Possible mechanisms of such subdural hematomas include dural venous obstruction, hemorrhagic effusion due to dural metastases or angiodesmoplastic response of the dura to the invasion by carcinomatous cells.7)

Since subdural hematoma due to dural metastasis shows worse prognosis, compared with classic subdural hematoma without dural metastasis or any malignacy, preoperative differential diagnosis is crucial in the surgical management. Therefore, dural metastasis should be considered in patients with malignant neoplasm and chronic subdural hematoma, even though there is no evidence of skull lesion or intracranial mass.1)

In this case, no tumor was revealed in CT scan, and only subdural hematoma was found. The clinician didn't know that the patient had metastatic neoplasm in the dura mater, liver, pancreas and lung. In autopsy, there was no mass lesion in the uterus, colon, and other organs. To find the origin of cancer, we examined whole body and did many immunohistochemical stainings for metastatic carcinoma. But the origin of tumor remains unknown.

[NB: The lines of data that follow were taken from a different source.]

//! OpenStack provider driven through the `openstack` CLI.
//!
//! Servers boot on the configured network. When a floating network is
//! configured each server also gets a floating address, which becomes its
//! public endpoint and is released together with the server.

use std::ffi::OsString;
use std::net::IpAddr;
use std::sync::{Arc, OnceLock};
use std::time::Duration;

use serde::Deserialize;
use serde_json::Value;
use slog::{Logger, debug, info, o};

use crate::command::{CommandRunner, os_args};
use crate::retry::{CancelSignal, Poll, poll_for};

use super::cli::{VendorCli, scratch_file};
use super::rollback::Rollback;
use super::{
    Addresses, CREATED_BY_KEY, CREATED_BY_VALUE, ClusterIdentity, FloatingIp, GcSummary, Instance,
    InstanceRequest, Platform, Provider, ProviderError, ProviderFuture, is_expired,
    parse_timestamp,
};

mod config;

pub use config::OpenStackConfig;

/// OpenStack implementation of [`Provider`].
#[derive(Debug)]
pub struct OpenStackProvider {
    config: OpenStackConfig,
    cli: VendorCli,
    log: Logger,
    poll: Poll,
    key_name: OnceLock<Option<String>>,
}

#[derive(Debug, Deserialize)]
struct CreatedServer {
    id: String,
}

#[derive(Debug, Deserialize)]
struct ServerDetails {
    id: String,
    status: String,
    #[serde(default)]
    addresses: Value,
    created: Option<String>,
}

#[derive(Debug, Deserialize)]
struct ListedServer {
    #[serde(rename = "ID")]
    id: String,
}

#[derive(Debug, Deserialize)]
struct CreatedFloatingIp {
    id: String,
    floating_ip_address: String,
}

impl ServerDetails {
    /// Fixed addresses in the order the API reports them. Accepts both the
    /// structured and the legacy `net=a, b` rendering.
    fn fixed_addresses(&self) -> Vec<IpAddr> {
        let mut found = Vec::new();
        collect_addresses(&self.addresses, &mut found);
        found
    }

    fn endpoints(&self, floating: Option<&FloatingIp>) -> Addresses {
        let fixed = self.fixed_addresses();
        let private = fixed.first().copied();
        let public = floating
            .map(|ip| ip.address)
            .or_else(|| fixed.get(1).copied())
            .or(private);
        Addresses { public, private }
    }
}

fn collect_addresses(value: &Value, found: &mut Vec<IpAddr>) {
    match value {
        Value::String(text) => {
            let listed = text.split(';').flat_map(|network| {
                network
                    .split_once('=')
                    .map_or(network, |(_, rest)| rest)
                    .split(',')
            });
            found.extend(listed.filter_map(|item| item.trim().parse::<IpAddr>().ok()));
        }
        Value::Array(items) => {
            for item in items {
                collect_addresses(item, found);
            }
        }
        Value::Object(map) => {
            if let Some(Value::String(addr)) = map.get("addr") {
                found.extend(addr.parse::<IpAddr>().ok());
            } else {
                for item in map.values() {
                    collect_addresses(item, found);
                }
            }
        }
        Value::Null | Value::Bool(_) | Value::Number(_) => {}
    }
}

impl OpenStackProvider {
    /// Creates the provider after validating `config`.
    ///
    /// # Errors
    ///
    /// Returns [`ProviderError::InvalidOptions`] when required settings are
    /// missing.
    pub fn new(
        config: OpenStackConfig,
        runner: Arc<dyn CommandRunner>,
        log: &Logger,
    ) -> Result<Self, ProviderError> {
        config
            .validate()
            .map_err(|err| ProviderError::InvalidOptions {
                platform: Platform::OpenStack,
                message: err.to_string(),
            })?;
        let leading = config
            .cloud
            .as_deref()
            .map_or_else(Vec::new, |cloud| os_args(["--os-cloud", cloud]));
        let cli =
            VendorCli::new(config.cli_bin.clone(), Vec::new(), runner).with_leading_args(leading);
        Ok(Self {
            cli,
            log: log.new(o!("platform" => "openstack")),
            config,
            poll: Poll::INSTANCE_BOOT,
            key_name: OnceLock::new(),
        })
    }

    /// Overrides the server readiness budget.
    #[must_use]
    pub const fn with_poll(mut self, poll: Poll) -> Self {
        self.poll = poll;
        self
    }

    async fn do_setup(&self, identity: &ClusterIdentity) -> Result<(), ProviderError> {
        if self.key_name.get().is_some() {
            return Err(ProviderError::AlreadySetUp {
                platform: Platform::OpenStack,
            });
        }
        let key_name = match &identity.ssh_public_key {
            Some(key) => {
                let file = scratch_file("write public key", key)?;
                let mut args = os_args(["keypair", "create", "--public-key"]);
                args.push(file.path().as_os_str().to_owned());
                args.extend(os_args(["-f", "json", identity.name.as_str()]));
                self.cli.run("create keypair", args).await?;
                Some(identity.name.clone())
            }
            None => None,
        };
        self.key_name
            .set(key_name)
            .map_err(|_| ProviderError::AlreadySetUp {
                platform: Platform::OpenStack,
            })
    }

    async fn create(
        &self,
        request: &InstanceRequest,
        cancel: &CancelSignal,
    ) -> Result<Instance, ProviderError> {
        let user_data = scratch_file("write user-data", &request.user_data)?;
        let property = format!("{CREATED_BY_KEY}={CREATED_BY_VALUE}");
        let mut args = os_args([
            "server",
            "create",
            "--flavor",
            self.config.flavor.as_str(),
            "--image",
            self.config.image.as_str(),
            "--property",
            property.as_str(),
        ]);
        if let Some(network) = &self.config.network {
            args.extend(os_args(["--network", network.as_str()]));
        }
        if let Some(key) = self.key_name.get().and_then(Option::as_deref) {
            args.extend(os_args(["--key-name", key]));
        }
        args.push(OsString::from("--user-data"));
        args.push(user_data.path().as_os_str().to_owned());
        args.extend(os_args(["-f", "json", request.name.as_str()]));

        let created: CreatedServer = self.cli.json("create server", args).await?;
        debug!(self.log, "server requested"; "server" => &created.id);

        let mut rollback = Rollback::new(&self.cli, &self.log);
        rollback.push("delete server", delete_server_args(&created.id));

        let outcome = self.finish_create(&created.id, &mut rollback, cancel).await;
        match outcome {
            Ok((details, floating_ip)) => {
                rollback.commit();
                info!(self.log, "server active"; "server" => &created.id);
                Ok(Instance {
                    addresses: details.endpoints(floating_ip.as_ref()),
                    id: created.id,
                    name: request.name.clone(),
                    floating_ip,
                })
            }
            Err(err) => {
                rollback.unwind().await;
                Err(err)
            }
        }
    }

    async fn finish_create(
        &self,
        server_id: &str,
        rollback: &mut Rollback<'_>,
        cancel: &CancelSignal,
    ) -> Result<(ServerDetails, Option<FloatingIp>), ProviderError> {
        let details = poll_for(self.poll, cancel, || self.active(server_id))
            .await
            .map_err(|err| ProviderError::readiness("wait for server active", err))?;

        let Some(network) = &self.config.floating_ip_network else {
            return Ok((details, None));
        };
        let allocated: CreatedFloatingIp = self
            .cli
            .json(
                "create floating ip",
                os_args(["floating", "ip", "create", "-f", "json", network.as_str()]),
            )
            .await?;
        rollback.push(
            "delete floating ip",
            os_args(["floating", "ip", "delete", allocated.id.as_str()]),
        );
        let address = allocated
            .floating_ip_address
            .parse()
            .map_err(|_| ProviderError::Parse {
                step: String::from("create floating ip"),
                message: format!("invalid address {:?}", allocated.floating_ip_address),
            })?;
        self.cli
            .run(
                "associate floating ip",
                os_args([
                    "server",
                    "add",
                    "floating",
                    "ip",
                    server_id,
                    allocated.floating_ip_address.as_str(),
                ]),
            )
            .await?;
        Ok((
            details,
            Some(FloatingIp {
                id: allocated.id,
                address,
            }),
        ))
    }

    async fn show(&self, server_id: &str) -> Result<ServerDetails, ProviderError> {
        self.cli
            .json("show server", os_args(["server", "show", "-f", "json", server_id]))
            .await
    }

    async fn active(&self, server_id: &str) -> Result<Option<ServerDetails>, ProviderError> {
        let details = self.show(server_id).await?;
        match details.status.as_str() {
            "ACTIVE" if !details.fixed_addresses().is_empty() => Ok(Some(details)),
            "ERROR" => Err(ProviderError::InstanceFailed {
                instance_id: details.id,
                state: details.status,
            }),
            _ => Ok(None),
        }
    }

    async fn terminate(&self, instance: &Instance) -> Result<(), ProviderError> {
        let released = match &instance.floating_ip {
            Some(ip) => self
                .cli
                .run(
                    "delete floating ip",
                    os_args(["floating", "ip", "delete", ip.id.as_str()]),
                )
                .await
                .map(drop),
            None => Ok(()),
        };
        let mut args = os_args(["server", "delete", "--wait"]);
        args.extend(os_args([instance.id.as_str()]));
        self.cli.run("delete server", args).await?;
        released
    }

    async fn collect_garbage(&self, grace_period: Duration) -> Result<GcSummary, ProviderError> {
        let property = format!("{CREATED_BY_KEY}={CREATED_BY_VALUE}");
        let servers: Vec<ListedServer> = self
            .cli
            .json(
                "list tagged servers",
                os_args(["server", "list", "--property", property.as_str(), "-f", "json"]),
            )
            .await?;
        let now = chrono::Utc::now();
        let mut summary = GcSummary::default();
        for server in servers {
            let expired = self.show(&server.id).await.and_then(|details| {
                details.created.as_deref().map_or(Ok(false), |created| {
                    parse_timestamp("show server", created)
                        .map(|stamp| is_expired(stamp, now, grace_period))
                })
            });
            match expired {
                Ok(true) => {
                    let deleted = self
                        .cli
                        .run("delete expired server", delete_server_args(&server.id))
                        .await;
                    match deleted {
                        Ok(_) => summary.terminated.push(server.id),
                        Err(err) => summary.record_failure(
                            &self.log,
                            &server.id,
                            "delete expired server",
                            &err,
                        ),
                    }
                }
                Ok(false) => summary.skipped += 1,
                Err(err) => {
                    summary.record_failure(&self.log, &server.id, "read creation time", &err);
                }
            }
        }
        Ok(summary)
    }
}

fn delete_server_args(server_id: &str) -> Vec<OsString> {
    os_args(["server", "delete", server_id])
}

impl Provider for OpenStackProvider {
    fn platform(&self) -> Platform {
        Platform::OpenStack
    }

    fn setup<'a>(&'a self, identity: &'a ClusterIdentity) -> ProviderFuture<'a, ()> {
        Box::pin(self.do_setup(identity))
    }

    fn create_instance<'a>(
        &'a self,
        request: &'a InstanceRequest,
        cancel: &'a CancelSignal,
    ) -> ProviderFuture<'a, Instance> {
        Box::pin(self.create(request, cancel))
    }

    fn refresh_addresses<'a>(&'a self, instance: &'a Instance) -> ProviderFuture<'a, Addresses> {
        Box::pin(async move {
            let details = self.show(&instance.id).await?;
            Ok(details.endpoints(instance.floating_ip.as_ref()))
        })
    }

    fn console_output<'a>(&'a self, instance: &'a Instance) -> ProviderFuture<'a, Vec<u8>> {
        Box::pin(async move {
            let log = self
                .cli
                .run(
                    "show console log",
                    os_args(["console", "log", "show", instance.id.as_str()]),
                )
                .await?;
            Ok(log.into_bytes())
        })
    }

    fn terminate_instance<'a>(&'a self, instance: &'a Instance) -> ProviderFuture<'a, ()> {
        Box::pin(self.terminate(instance))
    }

    fn teardown(&self) -> ProviderFuture<'_, ()> {
        Box::pin(async move {
            if let Some(key) = self.key_name.get().and_then(Option::as_deref) {
                self.cli
                    .run("delete keypair", os_args(["keypair", "delete", key]))
                    .await?;
            }
            Ok(())
        })
    }

    fn gc(&self, grace_period: Duration) -> ProviderFuture<'_, GcSummary> {
        Box::pin(self.collect_garbage(grace_period))
    }
}
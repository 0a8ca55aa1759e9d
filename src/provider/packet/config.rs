//! `[packet]` configuration section.

use ortho_config::OrthoConfig;
use serde::Deserialize;

use crate::config::{ConfigError, FieldMetadata, require_field};

/// Packet (Equinix Metal) settings loaded via `ortho-config`.
#[derive(Clone, Debug, Deserialize, OrthoConfig, PartialEq, Eq)]
#[ortho_config(
    prefix = "KOLA_PACKET",
    discovery(
        app_name = "kola",
        env_var = "KOLA_CONFIG_PATH",
        config_file_name = "kola.toml",
        dotfile_name = ".kola.toml",
        project_file_name = "kola.toml"
    )
)]
pub struct PacketConfig {
    /// Path to the `metal` executable.
    #[ortho_config(default = "metal".to_owned())]
    pub cli_bin: String,
    /// Project owning every device.
    #[ortho_config(default = String::new())]
    pub project: String,
    /// Metro devices are provisioned in.
    #[ortho_config(default = "sv".to_owned())]
    pub metro: String,
    /// Hardware plan.
    #[ortho_config(default = "c3.small.x86".to_owned())]
    pub plan: String,
    /// Operating system slug.
    #[ortho_config(default = "flatcar_stable".to_owned())]
    pub operating_system: String,
}

impl PacketConfig {
    /// Loads the section from defaults, `kola.toml` and the environment.
    ///
    /// # Errors
    ///
    /// Returns [`ConfigError::Parse`] when the merge fails.
    pub fn load_without_cli_args() -> Result<Self, ConfigError> {
        Self::load_from_iter([std::ffi::OsString::from("kola")])
            .map_err(|err| ConfigError::Parse(err.to_string()))
    }

    /// Ensures required settings are present.
    ///
    /// # Errors
    ///
    /// Returns [`ConfigError::MissingField`] naming the env var and TOML key
    /// to set.
    pub fn validate(&self) -> Result<(), ConfigError> {
        require_field(
            &self.cli_bin,
            &FieldMetadata::new("Metal CLI binary", "KOLA_PACKET_CLI_BIN", "cli_bin", "packet"),
        )?;
        require_field(
            &self.project,
            &FieldMetadata::new("project ID", "KOLA_PACKET_PROJECT", "project", "packet"),
        )?;
        require_field(
            &self.metro,
            &FieldMetadata::new("metro", "KOLA_PACKET_METRO", "metro", "packet"),
        )?;
        require_field(
            &self.plan,
            &FieldMetadata::new("plan", "KOLA_PACKET_PLAN", "plan", "packet"),
        )?;
        require_field(
            &self.operating_system,
            &FieldMetadata::new(
                "operating system",
                "KOLA_PACKET_OPERATING_SYSTEM",
                "operating_system",
                "packet",
            ),
        )?;
        Ok(())
    }
}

The thing we should think about in this patient is that subdural hematoma is considered to be related with metastatic carcinoma, but she also had traumatic history 2 months before she died. The traumatic event could lead to subdural hematoma, but metastatic carcinoma may be the most important cause of subdural hematoma in this case.

Dural metastasis is usually a late manifestation of the malignant neoplasm, which contributes to the severity of the prognosis, so metastasis to the dura mater should be kept in mind because its diagnosis is difficult. Therefore, here we present a case of a female, who died of subdural hematoma with metastatic adenocarcinoma, but there was no detection before an autopsy was performed.

1. Tseng SH, Liao CC, Lin SM, et al. Dural metastasis in patients with malignant neoplasm and chronic subdural hematoma. Acta Neurol Scand 2003;108:43–46.
2. Posner JB. Intracranial metastases. In: Posner JB, editor. Neurologic Complications of Cancer. Philadelphia: FA Davis; 1995. pp. 77-82.
3. Meyer PC, Reah TG. Secondary neoplasms of the central nervous system and meninges. Br J Cancer 1953;7:438–448.
4. Laigle-Donadey F, Taillibert S, Mokhtari K, et al. Dural metastasis. J Neurooncol 2005;75:57–61.
5. Kleinschmidt-DeMasters BK. Dural metastases: a retrospective surgical and autopsy series. Arch Pathol Lab Med 2001;125:880–887.
6. Nagayama I, Katoh H, Sakumoto M, et al. Subdural hematoma associated with dural metastasis from paranasal sinus cancer: a case report and review of literature. ORL J Otorhinolaryngol Relat Spec 1993;55:240–243.
7. Cheng CL, Greenberg J, Hoover LA. Prostatic adenomcarcinoma metastatic chronic subdural hematoma membrane. Case report. J Neurosurg 1988;68:642–644.